The job description says it's an executive level position.

I suspect in this case the person hired by Absa will just hire a bunch of people to do the work for them and just end up like any other executive. Attend meetings, network, play politics and buy the latest Merc.

That reminds me. I once worked at one of the big 4 consulting firms. The database lady got promoted to executive level but because you need to be a CA to be called partner there, she had to settle for the title of technical director.

She was all about the title and didn't manage people. Didn't even want to be near them so got an office in another building. The result was chaos.
 
The job description says it's an executive level position.

That would be ABSA's version of it, yes.

Some companies call people senior developers after 6 years of experience, others look at capability.

Some call themselves Solution Architects because they can slap together a MySQL database, a CRUD app on top of it and deploy to cPanel all by themselves, other Solution Architects are drawing up diagrams and engaging with business stakeholders.

...and some don't care if they are called Lead Shitwrangler as long as you pay them for partly coding, leading a team on one project, being a tech lead/lead dev on another...whatever.

Titles are all bullshit except within the organisation where they are defined.
 
Titles are all bullshit except within the organisation where they are defined.

Utter truth, don't look for a standard, every company has differant expectations, folks need to make sure they know what they are in for, an interview is a two way street, use it to ask questions.
 
What a Principal Engineer does for our business:
- Has a relentless focus on understanding customer need and delivering customer value for customers. (sales, business analyst)
- De-risks the organisation by bringing greater stability to technical solutions and platforms. (IT manager, risk manager)
- Shares knowledge and builds a pipeline of specialists. (manager, HR)
- Collaborates to bring new technologies into the organisation to solve business issues faster, in a scalable cost- effective way. (Architect, Agile methodology, change control, project manager )
- Understands the product lifecycle, from conception to end-of-life, from supporting a product in the field to creating something that can be grown and adapted as requirements change. (Architect, Product manager, Maintenance)
- Inspires and spends time developing others, to make them far better at their job than they were before. (HR)
- Understands which business levers trigger change, and guides others through managing stakeholders and navigating politics. (Business Strategy, Politician)
- Solves non-functional issues like observability, automated testing and scaling. (Devops, Hardware, Software)
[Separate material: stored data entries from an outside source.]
#[cfg(test)]
mod tests {
    use super::*;
    use crate::crypto::PlatformScheme;
    use crate::message::testbus::RecordingBus;
    use crate::primitives::{Entropy, ObjectId};
    use crate::pulse::PulseTrackerMemory;
    use crate::storage::{Lifeline, MemoryStorage, Record};

    struct FixedNodeSource(Vec<Node>);

    impl ActiveNodeSource for FixedNodeSource {
        fn snapshot(&self) -> Vec<Node> {
            self.0.clone()
        }
    }

    struct Fixture {
        db: Arc<MemoryStorage>,
        tracker: Arc<PulseTrackerMemory>,
        nodes: Arc<crate::nodes::NodeStorageMemory>,
        bus: Arc<RecordingBus>,
        me: NodeRef,
        manager: PulseManager<MemoryStorage>,
    }

    fn options() -> PulseManagerOptions {
        PulseManagerOptions {
            light_chain_limit: 5,
            split_threshold: 1_000_000,
            drop_history_size: 3,
            enable_sync: false,
            sync_message_limit: 10,
            recent_object_ttl: 3,
        }
    }

    fn fixture(options: PulseManagerOptions, policy: ShardFailurePolicy) -> Fixture {
        fixture_with_role(options, policy, StaticRole::LightMaterial)
    }

    fn fixture_with_role(
        options: PulseManagerOptions,
        policy: ShardFailurePolicy,
        role: StaticRole,
    ) -> Fixture {
        let db = Arc::new(MemoryStorage::new());
        let tracker = Arc::new(PulseTrackerMemory::new());
        let nodes = Arc::new(crate::nodes::NodeStorageMemory::new());
        let bus = Arc::new(RecordingBus::new());
        let me = NodeRef([0xaa; 32]);
        let source = Arc::new(FixedNodeSource(vec![
            Node {
                reference: me,
                role: StaticRole::LightMaterial,
            },
            Node {
                reference: NodeRef([0xbb; 32]),
                role: StaticRole::HeavyMaterial,
            },
        ]));
        let manager = PulseManager::new(
            me,
            role,
            db.clone(),
            Arc::new(PlatformScheme::default()),
            tracker.clone(),
            nodes.clone(),
            source,
            bus.clone(),
            options,
            policy,
        );
        Fixture {
            db,
            tracker,
            nodes,
            bus,
            me,
            manager,
        }
    }

    fn pulse(number: PulseNumber) -> Pulse {
        Pulse::new(number, Entropy([number as u8; 64]))
    }

    #[test]
    fn ephemeral_pulse_swaps_without_processing() {
        let f = fixture(options(), ShardFailurePolicy::default());
        f.manager.start().unwrap();
        f.manager.set(pulse(1), false).unwrap();

        assert_eq!(f.manager.cluster_state().current_pulse().number, 1);
        // Chain and bus untouched.
        assert_eq!(f.tracker.get_latest_pulse().unwrap().pulse.number, 0);
        assert!(f.bus.sent.lock().is_empty());
        assert!(f.bus.pulses.lock().is_empty());
    }

    #[test]
    fn transition_seals_drop_and_hands_off() {
        let f = fixture(options(), ShardFailurePolicy::default());
        f.manager.start().unwrap();

        let objects = ObjectStorage::new(f.db.clone());
        let state = objects
            .set_record(
                &JetId::root(),
                0,
                &Record::Activate {
                    memory: vec![1, 2, 3],
                },
            )
            .unwrap();
        let id = ObjectId::new(0, Hash256([9; 32]));
        objects
            .set_object_index(&JetId::root(), &id, &Lifeline::activated(state, 0))
            .unwrap();
        f.manager.recent_storage(&JetId::root()).add_object(id);

        f.manager.set(pulse(1), true).unwrap();

        let sent = f.bus.sent_hot_data();
        assert_eq!(sent.len(), 1);
        let (hot, opts) = &sent[0];
        assert_eq!(opts.receiver, Some(f.me));
        assert_eq!(hot.jet, JetId::root());
        assert_eq!(hot.pulse, 1);
        assert_eq!(hot.drop.pulse, 0);
        assert_eq!(hot.drop.prev_hash, Hash256::zero());
        assert!(hot.drop.size > 0);
        assert_eq!(hot.recent_objects[&id].ttl, 3);
        assert_eq!(hot.drop_size_history.len(), 1);
        assert_eq!(f.bus.pulses.lock().len(), 1);

        // Sealed durably, second window chains to it.
        let drops = DropStorage::new(
            f.db.clone(),
            Arc::new(PlatformScheme::default()) as Arc<dyn CryptoScheme>,
            3,
        );
        let first = drops.get_drop(&JetId::root(), 0).unwrap();

        f.manager.set(pulse(2), true).unwrap();
        let sent = f.bus.sent_hot_data();
        assert_eq!(sent.len(), 2);
        assert_eq!(sent[1].0.drop.prev_hash, first.hash);
    }

    #[test]
    fn non_light_node_skips_processing_but_notifies() {
        let f = fixture_with_role(
            options(),
            ShardFailurePolicy::default(),
            StaticRole::Virtual,
        );
        f.manager.start().unwrap();
        f.manager.set(pulse(1), true).unwrap();
        assert!(f.bus.sent.lock().is_empty());
        assert_eq!(f.bus.pulses.lock().len(), 1);
    }

    #[test]
    fn oversized_jet_splits_and_sends_two_payloads() {
        let mut opts = options();
        opts.split_threshold = 0;
        opts.drop_history_size = 1;
        let f = fixture(opts, ShardFailurePolicy::default());
        f.manager.start().unwrap();

        let objects = ObjectStorage::new(f.db.clone());
        objects
            .set_record(
                &JetId::root(),
                0,
                &Record::Activate {
                    memory: vec![7; 16],
                },
            )
            .unwrap();

        f.manager.set(pulse(1), true).unwrap();

        let sent = f.bus.sent_hot_data();
        assert_eq!(sent.len(), 2);
        let (left, right) = JetId::root().children();
        assert_eq!(sent[0].0.jet, left);
        assert_eq!(sent[1].0.jet, right);
        for (hot, opts) in &sent {
            assert_eq!(hot.drop_jet, JetId::root());
            assert_eq!(opts.receiver, Some(f.me));
        }
        // Both children registered durably.
        let jets = JetStore::new(f.db.clone()).get_jets().unwrap();
        assert!(jets.contains(&left) && jets.contains(&right));
    }

    #[test]
    fn split_child_chains_to_parent_drop() {
        let mut opts = options();
        opts.split_threshold = 0;
        opts.drop_history_size = 1;
        let f = fixture(opts, ShardFailurePolicy::default());
        f.manager.start().unwrap();

        let objects = ObjectStorage::new(f.db.clone());
        objects
            .set_record(
                &JetId::root(),
                0,
                &Record::Activate {
                    memory: vec![7; 16],
                },
            )
            .unwrap();

        // Splits the root at pulse 1.
        f.manager.set(pulse(1), true).unwrap();
        // The children seal their first own windows; neither has a drop at
        // pulse 0, both fall back to the root's.
        f.manager.set(pulse(2), true).unwrap();

        let drops = DropStorage::new(
            f.db.clone(),
            Arc::new(PlatformScheme::default()) as Arc<dyn CryptoScheme>,
            1,
        );
        let root_drop = drops.get_drop(&JetId::root(), 0).unwrap();
        let (left, right) = JetId::root().children();
        for child in [left, right] {
            let child_drop = drops.get_drop(&child, 1).unwrap();
            assert_eq!(child_drop.prev_hash, root_drop.hash);
        }
    }

    #[test]
    fn missing_parent_drop_fails_the_jet() {
        let f = fixture(options(), ShardFailurePolicy::default());
        f.manager.start().unwrap();
        f.manager.set(pulse(1), true).unwrap();

        // Forge a child leaf for generation 1 and erase the drop history
        // it would fall back to.
        let (left, _) = JetId::root().children();
        f.manager.jets().update_jet_tree(1, true, &[left]);
        f.db
            .delete(&crate::storage::drop_key(&JetId::root(), 0))
            .unwrap();

        let err = f.manager.set(pulse(2), true).unwrap_err();
        assert!(matches!(
            err,
            PulseManagerErr::Storage(StorageErr::NotFound)
        ));
    }

    #[test]
    fn continue_remaining_processes_later_jets_after_a_failure() {
        let f = fixture(options(), ShardFailurePolicy::ContinueRemaining);
        f.manager.start().unwrap();
        f.manager.set(pulse(1), true).unwrap();
        let handed_off = f.bus.sent_hot_data().len();

        let (left, right) = JetId::root().children();
        f.manager.jets().update_jet_tree(1, true, &[left, right]);
        f.db
            .delete(&crate::storage::drop_key(&JetId::root(), 0))
            .unwrap();
        // Give the right child its own pulse-0 drop so only the left one
        // is missing history.
        let drops = DropStorage::new(
            f.db.clone(),
            Arc::new(PlatformScheme::default()) as Arc<dyn CryptoScheme>,
            3,
        );
        let (right_drop, _, _) = drops.create_drop(&right, 0, Hash256::zero()).unwrap();
        drops.set_drop(&right_drop).unwrap();

        f.manager.set(pulse(2), true).unwrap();
        let sent = f.bus.sent_hot_data();
        assert_eq!(sent.len(), handed_off + 1);
        assert_eq!(sent.last().unwrap().0.jet, right);
    }

    #[test]
    fn fail_fast_halts_remaining_jets() {
        let f = fixture(options(), ShardFailurePolicy::FailFast);
        f.manager.start().unwrap();
        f.manager.set(pulse(1), true).unwrap();
        let handed_off = f.bus.sent_hot_data().len();

        let (left, right) = JetId::root().children();
        f.manager.jets().update_jet_tree(1, true, &[left, right]);
        f.db
            .delete(&crate::storage::drop_key(&JetId::root(), 0))
            .unwrap();
        let drops = DropStorage::new(
            f.db.clone(),
            Arc::new(PlatformScheme::default()) as Arc<dyn CryptoScheme>,
            3,
        );
        let (right_drop, _, _) = drops.create_drop(&right, 0, Hash256::zero()).unwrap();
        drops.set_drop(&right_drop).unwrap();

        assert!(f.manager.set(pulse(2), true).is_err());
        // The right child was never reached.
        assert_eq!(f.bus.sent_hot_data().len(), handed_off);
    }

    #[test]
    fn post_stop_transitions_are_rejected() {
        let f = fixture(options(), ShardFailurePolicy::default());
        f.manager.start().unwrap();
        f.manager.stop();
        assert!(matches!(
            f.manager.set(pulse(1), true).unwrap_err(),
            PulseManagerErr::Stopped
        ));
    }

    #[test]
    fn stale_pulse_is_rejected_before_any_durable_write() {
        let f = fixture(options(), ShardFailurePolicy::default());
        f.manager.start().unwrap();
        f.manager.set(pulse(5), true).unwrap();

        assert!(matches!(
            f.manager.set(pulse(3), true).unwrap_err(),
            PulseManagerErr::Storage(StorageErr::BadPulse)
        ));
        // No stray node snapshot for the rejected pulse.
        assert!(matches!(
            f.nodes.active_nodes(3).unwrap_err(),
            StorageErr::NotFound
        ));
    }

    #[test]
    fn heavy_sync_enqueues_sealed_jets() {
        let mut opts = options();
        opts.enable_sync = true;
        opts.sync_message_limit = 10;
        let f = fixture(opts, ShardFailurePolicy::default());
        f.manager.start().unwrap();

        let objects = ObjectStorage::new(f.db.clone());
        objects
            .set_record(
                &JetId::root(),
                0,
                &Record::Activate {
                    memory: vec![4; 8],
                },
            )
            .unwrap();

        f.manager.set(pulse(1), true).unwrap();
        f.manager.stop();

        let sent = f.bus.sent.lock();
        let replicated: Vec<_> = sent
            .iter()
            .filter(|(msg, _)| matches!(msg, LedgerMessage::HeavyPayload { .. }))
            .collect();
        assert_eq!(replicated.len(), 1);
    }

    #[test]
    fn tree_generations_beyond_light_window_are_evicted() {
        let mut opts = options();
        opts.light_chain_limit = 1;
        let f = fixture(opts, ShardFailurePolicy::default());
        f.manager.start().unwrap();
        f.manager
            .jets()
            .split_jet_tree(0, &JetId::root())
            .unwrap();

        let id = ObjectId::new(0, Hash256([0xff; 32]));

        f.manager.set(pulse(1), true).unwrap();
        // Still inside the window: generation 0 keeps its split.
        assert_eq!(f.manager.jets().find_jet(0, &id).0.depth, 1);

        f.manager.set(pulse(2), true).unwrap();
        // Generation 0 aged out; routing it now yields a fresh root tree.
        assert_eq!(f.manager.jets().find_jet(0, &id).0, JetId::root());
    }

    #[test]
    fn startup_restores_working_set_within_window() {
        let f = fixture(options(), ShardFailurePolicy::default());

        let objects = ObjectStorage::new(f.db.clone());
        let fresh = ObjectId::new(0, Hash256([1; 32]));
        let state = ObjectId::new(0, Hash256([2; 32]));
        objects
            .set_object_index(&JetId::root(), &fresh, &Lifeline::activated(state, 0))
            .unwrap();

        f.manager.start().unwrap();
        let restored = f.manager.recent_storage(&JetId::root()).get_objects();
        assert!(restored.contains_key(&fresh));
    }
}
Sounds more Absa want to shift all responsibility onto one guy. Rather let people specialize like in R&D. The end result would be much better. With those responsibilities listed you are just going to create a person who has to wear too many hats.

I know what I would tell them to do with that title.

I don't think that taking on all responsibility for all aspects of the above is necessarily what is meant. I literally do all of the above where I work, along with hand-on technical work. By this, I don't mean that I take the sole responsibility for all of these, or that I necessarily work on each of these aspects every day, or even every week, however, on an as-needed bases, I rotate my attention to all of the above to weigh in as a key member of the technical staff. We have people dedicated to each of the above of course, however, for the bigger decisions, they generally lack the context and cross-organizational experience.
 
In terms of the title itself - yeah, it really can mean many things. Case in point: The US firms typically have many levels above "Senior": staff, senior staff, principal, senior principal, distinguished, senior distinguished, fellow and senior fellow. Some companies only us a subset of these, and inter-company, they tend to mean things that are somewhat different.

The salient point, however, is that in all cases it is an attempt to elevate engineering talent to an executive level position (parallel with senior managers, directors, VPs, etc.), in order to get this type of skill set optimally involved in the organizational decision processes (vs being easily overridden by management), and to get technical talent to drive the technical direction of the company.

I believe that the above is far healthier for any company dependent on technology. It also provides a career path that doesn't equate managing more people as career (and hence compensation) progression, allowing companies to retain their talent.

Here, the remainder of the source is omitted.